**Work required**
There is material below. Print exactly the lines starting at the line with "fn url_identifier(&self, page_url: &str)" and ending at the line with "let code = after.last()?.to_ascii_uppercase();", ends included, and no others.

[Data supplied — start]

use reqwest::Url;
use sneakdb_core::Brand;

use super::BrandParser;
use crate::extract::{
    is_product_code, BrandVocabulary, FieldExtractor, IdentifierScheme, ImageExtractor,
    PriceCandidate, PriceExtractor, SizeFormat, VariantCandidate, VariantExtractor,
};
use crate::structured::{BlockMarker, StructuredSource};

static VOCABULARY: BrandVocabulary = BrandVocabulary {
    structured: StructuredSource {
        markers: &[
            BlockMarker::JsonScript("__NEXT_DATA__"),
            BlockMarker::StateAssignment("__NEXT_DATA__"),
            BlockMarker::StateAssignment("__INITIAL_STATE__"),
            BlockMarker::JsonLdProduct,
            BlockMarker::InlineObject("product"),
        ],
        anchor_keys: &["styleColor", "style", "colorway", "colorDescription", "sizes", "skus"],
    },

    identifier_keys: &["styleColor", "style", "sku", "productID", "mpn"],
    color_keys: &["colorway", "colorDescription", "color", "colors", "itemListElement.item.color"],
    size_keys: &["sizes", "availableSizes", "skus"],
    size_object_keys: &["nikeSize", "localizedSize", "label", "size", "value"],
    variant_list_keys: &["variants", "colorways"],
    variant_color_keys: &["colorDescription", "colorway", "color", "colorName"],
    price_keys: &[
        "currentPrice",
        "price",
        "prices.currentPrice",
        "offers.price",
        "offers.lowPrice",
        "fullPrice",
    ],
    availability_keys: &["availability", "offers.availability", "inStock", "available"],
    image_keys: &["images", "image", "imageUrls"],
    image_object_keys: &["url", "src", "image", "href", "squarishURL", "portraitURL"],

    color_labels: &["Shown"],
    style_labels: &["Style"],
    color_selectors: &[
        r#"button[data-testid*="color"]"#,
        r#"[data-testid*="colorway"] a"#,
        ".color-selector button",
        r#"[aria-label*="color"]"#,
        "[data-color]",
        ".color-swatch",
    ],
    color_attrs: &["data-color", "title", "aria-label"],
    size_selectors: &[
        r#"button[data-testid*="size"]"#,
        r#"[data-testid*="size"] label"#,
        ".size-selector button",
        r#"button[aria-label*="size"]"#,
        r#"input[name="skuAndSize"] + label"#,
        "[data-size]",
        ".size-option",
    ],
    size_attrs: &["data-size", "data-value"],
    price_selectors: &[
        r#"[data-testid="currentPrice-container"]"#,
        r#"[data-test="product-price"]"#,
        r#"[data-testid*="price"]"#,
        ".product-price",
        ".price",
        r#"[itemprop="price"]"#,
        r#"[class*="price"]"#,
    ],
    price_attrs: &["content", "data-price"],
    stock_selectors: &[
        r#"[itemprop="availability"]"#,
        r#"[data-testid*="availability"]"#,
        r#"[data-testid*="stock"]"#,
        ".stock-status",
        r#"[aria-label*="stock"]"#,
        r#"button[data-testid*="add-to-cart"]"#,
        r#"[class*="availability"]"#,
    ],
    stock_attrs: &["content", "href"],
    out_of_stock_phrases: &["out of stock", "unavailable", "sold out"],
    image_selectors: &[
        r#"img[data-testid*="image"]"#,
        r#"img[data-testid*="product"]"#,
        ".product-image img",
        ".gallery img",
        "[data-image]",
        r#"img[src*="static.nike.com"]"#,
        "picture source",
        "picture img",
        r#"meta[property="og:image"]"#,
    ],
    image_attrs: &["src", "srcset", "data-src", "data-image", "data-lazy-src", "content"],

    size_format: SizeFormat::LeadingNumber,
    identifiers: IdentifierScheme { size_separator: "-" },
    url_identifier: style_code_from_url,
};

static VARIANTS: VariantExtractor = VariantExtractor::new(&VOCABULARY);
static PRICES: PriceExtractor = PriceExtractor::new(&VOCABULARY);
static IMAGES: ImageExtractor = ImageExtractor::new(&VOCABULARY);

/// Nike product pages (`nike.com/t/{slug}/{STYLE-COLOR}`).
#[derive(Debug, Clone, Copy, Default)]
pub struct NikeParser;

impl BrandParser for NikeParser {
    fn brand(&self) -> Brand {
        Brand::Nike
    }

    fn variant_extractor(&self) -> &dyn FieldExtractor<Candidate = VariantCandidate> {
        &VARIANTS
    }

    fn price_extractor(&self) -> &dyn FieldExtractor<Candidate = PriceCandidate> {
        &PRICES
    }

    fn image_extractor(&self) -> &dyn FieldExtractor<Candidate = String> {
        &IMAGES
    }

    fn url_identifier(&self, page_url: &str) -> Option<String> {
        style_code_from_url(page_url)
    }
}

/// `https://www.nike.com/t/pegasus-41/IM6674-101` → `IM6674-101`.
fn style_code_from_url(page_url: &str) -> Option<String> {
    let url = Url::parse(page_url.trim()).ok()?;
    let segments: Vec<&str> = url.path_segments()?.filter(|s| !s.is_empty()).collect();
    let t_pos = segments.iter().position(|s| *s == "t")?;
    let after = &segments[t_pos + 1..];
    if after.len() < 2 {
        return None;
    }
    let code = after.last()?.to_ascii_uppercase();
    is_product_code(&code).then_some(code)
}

[Data supplied — finish]
[Data supplied — start]

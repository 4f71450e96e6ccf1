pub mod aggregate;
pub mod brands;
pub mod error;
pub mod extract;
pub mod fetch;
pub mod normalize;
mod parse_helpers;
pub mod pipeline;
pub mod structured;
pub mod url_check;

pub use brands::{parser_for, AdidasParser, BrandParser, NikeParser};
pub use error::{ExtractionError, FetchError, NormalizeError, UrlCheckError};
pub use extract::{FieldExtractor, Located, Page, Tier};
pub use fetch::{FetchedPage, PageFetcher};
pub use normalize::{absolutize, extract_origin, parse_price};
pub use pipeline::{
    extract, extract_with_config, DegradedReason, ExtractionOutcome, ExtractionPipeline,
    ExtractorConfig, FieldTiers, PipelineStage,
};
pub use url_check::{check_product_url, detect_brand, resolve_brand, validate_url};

[Data supplied — finish]

**Task result**
    fn url_identifier(&self, page_url: &str) -> Option<String> {
        style_code_from_url(page_url)
    }
}

/// `https://www.nike.com/t/pegasus-41/IM6674-101` → `IM6674-101`.
fn style_code_from_url(page_url: &str) -> Option<String> {
    let url = Url::parse(page_url.trim()).ok()?;
    let segments: Vec<&str> = url.path_segments()?.filter(|s| !s.is_empty()).collect();
    let t_pos = segments.iter().position(|s| *s == "t")?;
    let after = &segments[t_pos + 1..];
    if after.len() < 2 {
        return None;
    }
    let code = after.last()?.to_ascii_uppercase();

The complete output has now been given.